Sem uma licença explícita, a lei de direitos autorais proíbe o uso, a modificação ou a distribuição de software. A licença fornece permissão legal para essas atividades.
Obrigações impostas
As licenças normalmente impõem requisitos aos usuários:
- Requisitos de atribuição: Deve preservar avisos de direitos autorais e texto de licença em cópias distribuídas.
- Divulgação do código-fonte: Algumas licenças exigem o fornecimento de código-fonte ao distribuir binários.
- Preservação de licença: Deve incluir o texto da licença com cópias distribuídas.
- Licenciamento de trabalho derivado: Algumas licenças exigem trabalhos derivados para usar a mesma licença (copyleft).
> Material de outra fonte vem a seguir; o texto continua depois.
use std::time::Duration;

use reqwest::{Client, Url};
use serde_json::{Map, Value};

use crate::{Error, Item, Result};
use qm_config::BookmarkProviderConfig;

const NESTED_ARRAY_KEYS: [&str; 3] = ["response", "results", "items"];

/// Bookmark search endpoint bound to the shared connection pool.
#[derive(Clone)]
pub struct BookmarkClient {
	client: Client,
	cfg: BookmarkProviderConfig,
}
impl BookmarkClient {
	pub fn new(client: Client, cfg: BookmarkProviderConfig) -> Self {
		Self { client, cfg }
	}

	pub async fn search(&self, query: &str) -> Result<Vec<Item>> {
		let endpoint = format!("{}{}", self.cfg.api_base, self.cfg.path);
		let url = Url::parse_with_params(&endpoint, &[(self.cfg.query_param.as_str(), query)])
			.map_err(|err| Error::configuration(format!("Invalid bookmark search URL: {err}.")))?;
		let res = self
			.client
			.get(url)
			.timeout(Duration::from_millis(self.cfg.timeout_ms))
			.headers(crate::auth_headers(&self.cfg.api_key, &self.cfg.default_headers)?)
			.send()
			.await?;
		let json: Value = res.error_for_status()?.json().await?;
		let items = parse_search_response(json)?;

		tracing::debug!(query_len = query.len(), count = items.len(), "Bookmark search returned.");

		Ok(items)
	}
}

fn parse_search_response(json: Value) -> Result<Vec<Item>> {
	let entries = find_entries(&json)
		.ok_or_else(|| Error::response_format("Bookmark search response is missing an item array."))?;

	entries.iter().map(parse_item).collect()
}

fn find_entries(json: &Value) -> Option<&Vec<Value>> {
	if let Some(entries) = json.as_array() {
		return Some(entries);
	}

	if let Some(data) = json.get("data") {
		if let Some(entries) = data.as_array() {
			return Some(entries);
		}
		if let Some(entries) = data.get("links").and_then(Value::as_array) {
			return Some(entries);
		}
	}

	NESTED_ARRAY_KEYS.iter().find_map(|key| json.get(*key).and_then(Value::as_array))
}

fn parse_item(entry: &Value) -> Result<Item> {
	let Some(object) = entry.as_object() else {
		return Err(Error::response_format("Bookmark entry must be an object."));
	};
	let tags: Vec<String> = object
		.get("tags")
		.and_then(Value::as_array)
		.map(|tags| {
			tags.iter()
				.filter_map(|tag| tag.as_str().or_else(|| tag.get("name").and_then(Value::as_str)))
				.map(str::to_string)
				.collect()
		})
		.unwrap_or_default();
	let collection_name = object
		.get("collectionName")
		.and_then(Value::as_str)
		.or_else(|| object.get("collection").and_then(|c| c.get("name")).and_then(Value::as_str))
		.unwrap_or_default()
		.to_string();

	Ok(Item {
		title: first_text(object, &["title", "name"]),
		description: first_text(object, &["description", "subtitle"]),
		url: first_text(object, &["url"]),
		tags,
		collection_name,
	})
}

fn first_text(object: &Map<String, Value>, keys: &[&str]) -> String {
	keys.iter()
		.find_map(|key| object.get(*key).and_then(Value::as_str))
		.unwrap_or_default()
		.to_string()
}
- Concessões de patente: Algumas licenças incluem concessões de patente explícitas ou cláusulas de rescisão defensiva.
Isenção de responsabilidade e garantia
Quase todas as licenças de software livre isentam a responsabilidade e as garantias:
- Sem garantia: O software é fornecido "como está" sem garantias de comercialização, aptidão para fins ou não infração.
- Sem responsabilidade: Autores e detentores de direitos autorais não são responsáveis por danos resultantes do uso de software.
- Risco do usuário: Os usuários aceitam todos os riscos associados ao uso do software.
Esses avisos de isenção de responsabilidade protegem os desenvolvedores de software livre contra a responsabilidade legal, reconhecendo que o software normalmente é fornecido livremente sem compensação.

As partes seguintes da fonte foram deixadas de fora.